Psoriasis and psoriatic arthritis represent two paradigmatic conditions characterized by chronic inflammation and possibly autoimmunity, despite the absence of known serum autoantibodies. The two diseases, albeit strongly correlated from clinical, genetic, and epidemiogical standpoints, manifest significant differences in terms of etiology and pathogenetic mechanisms. Nonetheless, Th17 cells appear crucial to both diseases, and IL23 is the cytokine involved in determining the fate of naive CD4+ cells to differentiate into a pathogenic phenotype. This basic experimental observation led to a clear understanding of the immune dysfunction causing psoriasis and psoriatic arthritis but, more importantly, also led to new therapeutic approaches.

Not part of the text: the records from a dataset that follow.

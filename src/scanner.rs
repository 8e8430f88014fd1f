//! Selection of recently modified note files.

use crate::config::Config;
use crate::error::{Error, Result};
use regex::Regex;
use std::fs;
use std::path::PathBuf;
use std::time::{Duration, SystemTime, UNIX_EPOCH};
use tracing::{debug, trace};

const SECONDS_PER_DAY: u64 = 24 * 60 * 60;

/// One selected note file.
#[derive(Debug, Clone)]
pub struct NoteFile {
    /// Path to the file
    pub path: PathBuf,

    /// Last modification time
    pub modified: SystemTime,
}

/// Lists regular files in the notes directory whose modification time falls
/// within the lookback window, honoring exclusion patterns.
///
/// The scan is a single directory level; subdirectories are never entered.
pub(crate) struct Scanner {
    notes_dir: PathBuf,
    lookback_days: u32,
    exclude: Vec<Regex>,
}

impl Scanner {
    /// Creates a new scanner from configuration.
    ///
    /// # Errors
    ///
    /// Returns an error if an exclusion pattern is not a valid regex.
    pub(crate) fn new(config: &Config) -> Result<Self> {
        let exclude = config
            .exclude_patterns
            .iter()
            .map(|pattern| {
                Regex::new(pattern)
                    .map_err(|e| Error::invalid_pattern(pattern.as_str(), e.to_string()))
            })
            .collect::<Result<Vec<_>>>()?;

        Ok(Self {
            notes_dir: config.notes_dir.clone(),
            lookback_days: config.lookback_days,
            exclude,
        })
    }

    /// Scans the notes directory and returns the matching files.
    ///
    /// Files come back in directory-listing order; no sorting is applied.
    ///
    /// # Errors
    ///
    /// Returns [`Error::DirectoryNotFound`] if the notes directory does not
    /// exist, or an IO error if the listing fails partway.
    pub(crate) fn scan(&self) -> Result<Vec<NoteFile>> {
        if !self.notes_dir.is_dir() {
            return Err(Error::DirectoryNotFound {
                path: self.notes_dir.clone(),
            });
        }

        let window = Duration::from_secs(u64::from(self.lookback_days) * SECONDS_PER_DAY);
        let cutoff = SystemTime::now()
            .checked_sub(window)
            .unwrap_or(UNIX_EPOCH);

        let mut selected = Vec::new();

        for entry in fs::read_dir(&self.notes_dir).map_err(|e| Error::io(&self.notes_dir, e))? {
            let entry = entry.map_err(|e| Error::io(&self.notes_dir, e))?;
            let file_type = entry.file_type().map_err(|e| Error::io(entry.path(), e))?;
            if !file_type.is_file() {
                continue;
            }

            let file_name = entry.file_name().to_string_lossy().to_string();
            if self.exclude.iter().any(|pattern| pattern.is_match(&file_name)) {
                trace!("Excluding {file_name} by pattern");
                continue;
            }

            let metadata = entry.metadata().map_err(|e| Error::io(entry.path(), e))?;
            let modified = metadata.modified().map_err(|e| Error::io(entry.path(), e))?;
            if modified >= cutoff {
                selected.push(NoteFile {
                    path: entry.path(),
                    modified,
                });
            }
        }

        debug!(
            "Selected {} file(s) from {} within {} day(s)",
            selected.len(),
            self.notes_dir.display(),
            self.lookback_days
        );

        Ok(selected)
    }
}
use anyhow::Context;
use clap::Parser;
use std::path::PathBuf;
use tracing_subscriber::{EnvFilter, fmt, prelude::*};
use wrapup::{
    Config, DEFAULT_API_URL, DEFAULT_CONF_DIR, DEFAULT_EXCLUDE_PATTERNS, DEFAULT_OUTPUT_DIR,
    OpenAiClient, Pipeline, TopicPolicy,
};

#[derive(Parser, Debug)]
#[command(
    name = "wrapup",
    version,
    about = "Review and summarize recent reading files",
    long_about = "Scan a folder of reading notes, summarize and topic-classify each recently \
    modified file through an LLM, and write a dated Markdown digest ready to publish on a \
    link blog.\n\n\
    The OpenAI API key is read from OPENAI_API_KEY, loaded from <conf-dir>/openai.conf \
    (dotenv format) or the environment.\n\n\
    USAGE EXAMPLES:\n  \
      # Digest the last week of notes\n  \
      wrapup ./notes\n\n  \
      # A monthly wrap-up into a custom folder\n  \
      wrapup ./notes --days 31 --output-dir ./posts\n\n  \
      # Skip drafts and insist on the fixed topic list\n  \
      wrapup ./notes --exclude '^draft' --require-topics"
)]
struct Cli {
    /// Directory containing your reading files
    #[arg(value_name = "DIRECTORY")]
    directory: PathBuf,

    /// Number of days to review
    #[arg(long, default_value_t = 7)]
    days: u32,

    /// Directory to save the Markdown file
    #[arg(long, default_value = DEFAULT_OUTPUT_DIR, value_name = "PATH")]
    output_dir: PathBuf,

    /// Regex patterns of file names to exclude (repeatable)
    #[arg(long, value_name = "PATTERN")]
    exclude: Vec<String>,

    /// Directory holding topics.conf, openai.conf and prompt configurations
    #[arg(long, default_value = DEFAULT_CONF_DIR, value_name = "PATH")]
    conf_dir: PathBuf,

    /// Fail when topics.conf is missing instead of classifying openly
    #[arg(long)]
    require_topics: bool,

    /// Verbose output
    #[arg(short, long, action = clap::ArgAction::Count)]
    verbose: u8,
}

#[tokio::main]
async fn main() -> anyhow::Result<()> {
    let cli = Cli::parse();

    setup_tracing(cli.verbose);

    // Environment from <conf-dir>/openai.conf, with a plain .env fallback.
    if dotenvy::from_path(cli.conf_dir.join("openai.conf")).is_err() {
        dotenvy::dotenv().ok();
    }

    let api_key = std::env::var("OPENAI_API_KEY").context(
        "OPENAI_API_KEY is not set. Please define it in the conf directory's openai.conf file",
    )?;
    let api_url =
        std::env::var("OPENAI_API_URL").unwrap_or_else(|_| DEFAULT_API_URL.to_string());
    let client = OpenAiClient::new(api_url, api_key)
        .context("Failed to build the chat completion client")?;

    let exclude = if cli.exclude.is_empty() {
        DEFAULT_EXCLUDE_PATTERNS
            .iter()
            .map(|s| (*s).to_string())
            .collect()
    } else {
        cli.exclude
    };

    let config = Config::builder()
        .notes_dir(cli.directory)
        .lookback_days(cli.days)
        .output_dir(cli.output_dir)
        .exclude_patterns(exclude)
        .conf_dir(cli.conf_dir)
        .topic_policy(if cli.require_topics {
            TopicPolicy::Required
        } else {
            TopicPolicy::Open
        })
        .build()
        .context("Failed to build configuration")?;

    let stats = Pipeline::new(config, &client)
        .context("Failed to create pipeline")?
        .run()
        .await
        .context("Pipeline execution failed")?;

    stats.print_summary();

    Ok(())
}

fn setup_tracing(verbosity: u8) {
    let filter = match verbosity {
        0 => EnvFilter::new("wrapup=info"),
        1 => EnvFilter::new("wrapup=debug"),
        _ => EnvFilter::new("wrapup=trace"),
    };

    tracing_subscriber::registry()
        .with(filter)
        .with(fmt::layer().with_target(false).with_thread_ids(false))
        .init();
}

In recent years, monoclonal antibodies directed to IL12/IL23 (ustekinumab) or IL17 (secukinumab, ixekizumab, brodalumab) are being investigated or have proven to be beneficial for patients with psoriatic disease, thus further supporting the view that Th17 cells play a pivotal role in disease onset and perpetuation. These most recent reports indeed represent significant developments that may allow overcoming the TNFα pathway as the major therapeutic target in chronic inflammation.